In the waiting a lot happens.
We realize that we aren't entirely in control and we can't change certain things about life.
We either collapse in the wait, under the pressure of hope deferred. This can lead to bitterness and anger and frustration.
Or we can take the other road and cling to Jesus all of the time and be restful in HIM.
Or... we do a little of both as I certainly have.
It is almost two years since we have struggled getting pregnant. Small to some BIG to others, like me.
Death met us 6yrs ago, and then a season of refreshment - remarriage, and then trial again. And now I find myself pleading with the Lord for another season of renewal and refreshment.
But is it possible to still be renewed and refreshed and even RESTORED in the midst of long painful trial? Living with the struggles that might not go away...
How can you let it go? can you walk away from the pain mentally?
Can we just blend it all together? God and pain and living with joy. Real joy not the fake I'm trying but it just never comes joy. Real authentic joy.
God taught me this lately: Tara, can you wait in expectation? OH YA i can!!! I wait for the big fat positive sign every month! I wait for K and I to work through our stuff all the time. I wait for kids not to wet their beds and i wait for my back pain to go away. I wait for my pink carpet to roll up and be replaced with hard wood. I also wait for my house to clean itself;-)
No Tara, Can you wait in expectation for ME? The I AM. The Alpha and the Omega? Can you wait in expectation for your Savior?
Well.... umm of course. hmmm... i mean what exactly do you mean Lord? Like wait for you to stop this season of pain? Oh ya I'm already doing that!
Tara, I was there when you were a small child, i was there when you were 16 and slightly wild, I was there when you lost Preston, i was there when you met Kevin, i was there and I was in it, at every fork in the road and every calm path, I AM and I AM NOW and I WILL BE. Always and forever... always HERE with you. ALWAYS. got it?
Ok... wow... i mean i knew that didn't I?
Tara, never will i leave you, never will i forsake you, I created you, with your passion, your fire, your creative soul, your energy, your emotion. I love who I made!
And I want you to see all I have done IN YOU. The character I have grown in you, the faith I have risen up in you....
Yes Lord! YES I totally see that, and I LOVE what you have done through all my pain. I love it and that is my favourite gift I have ever received beyond YOU saving me - The work you have done IN ME.

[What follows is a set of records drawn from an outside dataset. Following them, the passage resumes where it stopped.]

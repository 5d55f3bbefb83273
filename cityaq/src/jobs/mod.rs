//! Units of expensive work and the remote execution plumbing behind them.
//!
//! A [`Job`] knows its own cache key and how to produce its output. The
//! [`RequestCache`](crate::cache::RequestCache) decides whether it runs.
//!
//! # Jobs
//!
//! - [`SimulationJob`] - drives one air-quality simulation on a
//!   [`RemoteExecutor`] and returns a [`SimulationResult`]
//! - [`MapJob`](crate::tile::MapJob) - composes the tile layers of one map
//!
//! # Executors
//!
//! - [`LocalExecutor`] - runs a [`Model`] in-process
//! - [`HttpExecutor`] - JSON over HTTP to a job server

mod executor;
mod http;
mod local;
mod result;
mod simulation;

use std::time::Duration;

use thiserror::Error;
use tokio_util::sync::CancellationToken;

use crate::cache::{BoxFuture, CacheKey};
use crate::catalog::CatalogError;
use crate::codec::CacheCodec;
use crate::emissions::EmissionsError;
use crate::geom::GeometryError;
use crate::grid::GridError;

pub use executor::{FileSet, JobHandle, JobSpec, JobState, RemoteExecutor, RemoteStatus};
pub use http::HttpExecutor;
pub use local::{LocalExecutor, Model, ProportionalModel};
pub use result::{SimulationResult, OUTPUT_FILE};
pub use simulation::{
    Domain, PollConfig, SimulationConfig, SimulationContext, SimulationJob, SimulationTemplate,
    SimulationTemplates, StackParameters, CONFIG_FILE, EGU_STACK, EMISSIONS_FILE, MASK_FILE,
};

/// A unit of work whose output is cached under [`Job::key`].
pub trait Job: Send + Sync + 'static {
    type Output: CacheCodec + Send + Sync + 'static;
    type Error: std::error::Error + Send + Sync + 'static;

    /// Fingerprint of the request. Equal logical requests must return equal
    /// keys.
    fn key(&self) -> CacheKey;

    /// Produce the output. `cancel` fires when the owning cache shuts down.
    fn run(&self, cancel: CancellationToken) -> BoxFuture<'_, Result<Self::Output, Self::Error>>;
}

/// Errors raised while configuring or running a simulation.
#[derive(Debug, Error)]
pub enum JobError {
    #[error("invalid simulation configuration: {0}")]
    Config(String),

    /// Failure reported by the remote executor, message passed through as is.
    #[error("{0}")]
    Remote(String),

    #[error("simulation did not finish within {0:?}")]
    Timeout(Duration),

    #[error("simulation cancelled")]
    Cancelled,

    #[error("malformed simulation output: {0}")]
    Output(String),

    #[error("I/O error: {0}")]
    Io(#[from] std::io::Error),

    #[error("HTTP error: {0}")]
    Http(#[from] reqwest::Error),

    #[error("JSON error: {0}")]
    Json(#[from] serde_json::Error),

    #[error(transparent)]
    Grid(#[from] GridError),

    #[error(transparent)]
    Geometry(#[from] GeometryError),

    #[error(transparent)]
    Catalog(#[from] CatalogError),

    #[error(transparent)]
    Emissions(#[from] EmissionsError),
}
//! Single-flight get-or-compute cache.
//!
//! ```text
//!  result(job) ──► store lookup ──► hit ──► decode, return
//!                       │ miss
//!                       ▼
//!               in-flight map ──► present ──► subscribe, wait
//!                       │ absent
//!                       ▼
//!               claim key, spawn leader
//!                       │
//!                       ▼
//!      re-check store ─► run job ─► encode ─► store.set
//!                       │
//!                       ▼
//!            release key, publish to every waiter
//! ```
//!
//! The leader runs on its own task under the cache's shutdown token, so a
//! waiter that gives up (the initiating caller included) only detaches
//! itself. The encoded value reaches the store before any waiter is woken,
//! which means a caller arriving after the key is released always finds it.
//! Failures are published to the waiters of that invocation and never stored.

use std::fmt;
use std::sync::atomic::{AtomicU64, Ordering};
use std::sync::Arc;

use dashmap::mapref::entry::Entry;
use dashmap::DashMap;
use thiserror::Error;
use tokio::sync::watch;
use tokio_util::sync::CancellationToken;
use tracing::{debug, warn};

use crate::cache::key::CacheKey;
use crate::cache::traits::{Cache, ServiceCacheError};
use crate::codec::{CacheCodec, CodecError};
use crate::jobs::Job;

/// Errors surfaced by [`RequestCache::result`].
///
/// Cloneable so one failure can be handed to every waiter; the underlying
/// errors are shared through `Arc`.
#[derive(Debug, Error)]
pub enum RequestError<E> {
    #[error("{0}")]
    Job(Arc<E>),

    #[error("cache codec error: {0}")]
    Codec(Arc<CodecError>),

    #[error("cache store error: {0}")]
    Store(Arc<ServiceCacheError>),

    /// The leader task went away without publishing a result.
    #[error("computation abandoned before completing")]
    Abandoned,

    /// This caller stopped waiting.
    #[error("request cancelled")]
    Cancelled,
}

impl<E> Clone for RequestError<E> {
    fn clone(&self) -> Self {
        match self {
            Self::Job(e) => Self::Job(Arc::clone(e)),
            Self::Codec(e) => Self::Codec(Arc::clone(e)),
            Self::Store(e) => Self::Store(Arc::clone(e)),
            Self::Abandoned => Self::Abandoned,
            Self::Cancelled => Self::Cancelled,
        }
    }
}

impl<E> From<CodecError> for RequestError<E> {
    fn from(e: CodecError) -> Self {
        Self::Codec(Arc::new(e))
    }
}

impl<E> From<ServiceCacheError> for RequestError<E> {
    fn from(e: ServiceCacheError) -> Self {
        Self::Store(Arc::new(e))
    }
}

impl<E> RequestError<E> {
    /// The job's own error, when that is what failed.
    pub fn job_error(&self) -> Option<&E> {
        match self {
            Self::Job(e) => Some(e),
            _ => None,
        }
    }
}

/// Counters describing how requests were served.
#[derive(Debug, Clone, Copy, Default, PartialEq, Eq)]
pub struct RequestCacheStats {
    /// Served straight from the store.
    pub hits: u64,
    /// Not in the store on first lookup.
    pub misses: u64,
    /// Joined an execution already in flight.
    pub coalesced: u64,
    /// Times a job was actually run.
    pub executions: u64,
}

impl fmt::Display for RequestCacheStats {
    fn fmt(&self, f: &mut fmt::Formatter<'_>) -> fmt::Result {
        write!(
            f,
            "hits={} misses={} coalesced={} executions={}",
            self.hits, self.misses, self.coalesced, self.executions
        )
    }
}

#[derive(Default)]
struct Counters {
    hits: AtomicU64,
    misses: AtomicU64,
    coalesced: AtomicU64,
    executions: AtomicU64,
}

type Outcome<J> = Result<Arc<<J as Job>::Output>, RequestError<<J as Job>::Error>>;
type Slot<J> = watch::Receiver<Option<Outcome<J>>>;

struct Inner<J: Job> {
    store: Arc<dyn Cache>,
    in_flight: DashMap<String, Slot<J>>,
    counters: Counters,
    shutdown: CancellationToken,
}

/// Get-or-compute cache running at most one job per key at a time.
pub struct RequestCache<J: Job> {
    inner: Arc<Inner<J>>,
}

impl<J: Job> Clone for RequestCache<J> {
    fn clone(&self) -> Self {
        Self {
            inner: Arc::clone(&self.inner),
        }
    }
}

impl<J: Job> RequestCache<J> {
    /// Create a cache over `store`.
    pub fn new(store: Arc<dyn Cache>) -> Self {
        Self::with_shutdown(store, CancellationToken::new())
    }

    /// Create a cache whose running jobs are cancelled with `shutdown`.
    pub fn with_shutdown(store: Arc<dyn Cache>, shutdown: CancellationToken) -> Self {
        Self {
            inner: Arc::new(Inner {
                store,
                in_flight: DashMap::new(),
                counters: Counters::default(),
                shutdown,
            }),
        }
    }

    /// Return the cached output of `job`, computing it if needed.
    ///
    /// `cancel` only governs how long this caller waits; the computation
    /// keeps running for other waiters and still populates the store.
    pub async fn result(&self, job: J, cancel: &CancellationToken) -> Outcome<J> {
        let key = job.key();

        if let Some(value) = self.inner.lookup(&key).await? {
            self.inner.counters.hits.fetch_add(1, Ordering::Relaxed);
            debug!(key = %key, "Cache hit");
            return Ok(value);
        }
        self.inner.counters.misses.fetch_add(1, Ordering::Relaxed);

        let (mut rx, leader) = match self.inner.in_flight.entry(key.as_str().to_string()) {
            Entry::Occupied(e) => {
                self.inner.counters.coalesced.fetch_add(1, Ordering::Relaxed);
                debug!(key = %key, "Request coalesced with in-flight computation");
                (e.get().clone(), None)
            }
            Entry::Vacant(e) => {
                let (tx, rx) = watch::channel(None);
                e.insert(rx.clone());
                (rx, Some(tx))
            }
        };

        if let Some(tx) = leader {
            debug!(key = %key, "Cache miss, starting computation");
            let inner = Arc::clone(&self.inner);
            tokio::spawn(async move {
                let mut guard = InFlightGuard {
                    inner: &inner,
                    key: key.as_str(),
                    armed: true,
                };
                let outcome = inner.execute(&key, job).await;
                if let Err(e) = &outcome {
                    warn!(key = %key, error = %e, "Computation failed");
                }
                guard.release();
                let _ = tx.send(Some(outcome));
            });
        }

        tokio::select! {
            published = rx.wait_for(Option::is_some) => match published {
                Ok(value) => match &*value {
                    Some(outcome) => outcome.clone(),
                    None => Err(RequestError::Abandoned),
                },
                Err(_) => Err(RequestError::Abandoned),
            },
            _ = cancel.cancelled() => Err(RequestError::Cancelled),
        }
    }

    pub fn stats(&self) -> RequestCacheStats {
        let c = &self.inner.counters;
        RequestCacheStats {
            hits: c.hits.load(Ordering::Relaxed),
            misses: c.misses.load(Ordering::Relaxed),
            coalesced: c.coalesced.load(Ordering::Relaxed),
            executions: c.executions.load(Ordering::Relaxed),
        }
    }

    /// Cancel every running computation.
    pub fn shutdown(&self) {
        self.inner.shutdown.cancel();
    }
}

impl<J: Job> Inner<J> {
    async fn lookup(&self, key: &CacheKey) -> Result<Option<Arc<J::Output>>, RequestError<J::Error>> {
        match self.store.get(key.as_str()).await? {
            Some(bytes) => Ok(Some(Arc::new(J::Output::decode(&bytes)?))),
            None => Ok(None),
        }
    }

    async fn execute(&self, key: &CacheKey, job: J) -> Outcome<J> {
        // Another leader may have finished between our lookup and the claim.
        if let Some(value) = self.lookup(key).await? {
            return Ok(value);
        }

        self.counters.executions.fetch_add(1, Ordering::Relaxed);
        let output = job
            .run(self.shutdown.child_token())
            .await
            .map_err(|e| RequestError::Job(Arc::new(e)))?;

        let bytes = output.encode()?;
        self.store.set(key.as_str(), bytes).await?;
        debug!(key = %key, "Stored computed result");
        Ok(Arc::new(output))
    }
}

/// Releases the in-flight claim even if the leader task unwinds.
struct InFlightGuard<'a, J: Job> {
    inner: &'a Inner<J>,
    key: &'a str,
    armed: bool,
}

impl<J: Job> InFlightGuard<'_, J> {
    fn release(&mut self) {
        if self.armed {
            self.inner.in_flight.remove(self.key);
            self.armed = false;
        }
    }
}

impl<J: Job> Drop for InFlightGuard<'_, J> {
    fn drop(&mut self) {
        self.release();
    }
}
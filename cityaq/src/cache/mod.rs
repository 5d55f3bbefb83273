//! Request-deduplicating result cache.
//!
//! Two layers:
//!
//! - [`Cache`]: a byte-oriented key-value store with interchangeable
//!   providers ([`MemoryCacheProvider`], [`DiskCacheProvider`])
//! - [`RequestCache`]: get-or-compute on top of any store, running at most
//!   one [`Job`](crate::jobs::Job) per [`CacheKey`] at a time
//!
//! # Example
//!
//! ```ignore
//! use std::sync::Arc;
//! use cityaq::cache::{DiskCacheProvider, RequestCache};
//!
//! let store = Arc::new(DiskCacheProvider::open("/var/cache/cityaq").await?);
//! let cache = RequestCache::new(store);
//! let result = cache.result(job, &CancellationToken::new()).await?;
//! ```

mod key;
mod providers;
mod request;
mod traits;

pub use key::CacheKey;
pub use providers::{DiskCacheProvider, MemoryCacheProvider};
pub use request::{RequestCache, RequestCacheStats, RequestError};
pub use traits::{BoxFuture, Cache, GcResult, ServiceCacheError};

Then Tara, can you wait in expectation for more of that? I know your desires, guess what? I gave you them. But I know what I am doing and for now I want you to wait for me. Wait to see what I do spiritually in you, expect the growth. Next time you are disappointed wait for me to show up, I always do. Make your disappointment an opportunity to see ME because you will. I will shatter the lies and bring forth my truth, I will sing over you and calm your soul. I will restore you and renew you and I will get the glory for that Tara, and guess what? I am most glorified when you are most satisfied in me. And when I'm glorified, you are most satisfied.
Can you wait for me Tara to work in you? Instead of waiting for this season to be over?
Yes Lord, I can't imagine anything sweeter.
Waiting in expectation for God to work in your soul, rest while you wait and seek his face always because like he told me HE will ALWAYS show up and restore and renew. And believe it or not, that is good enough, it is the greatest gift we will ever have this side of heaven. :) If you don't' believe it, I am already praying over those who are reading this who don't believe JESUS is enough, so there you go, you already have a head start:)
I'm waiting Lord, oh am I ever waiting!!!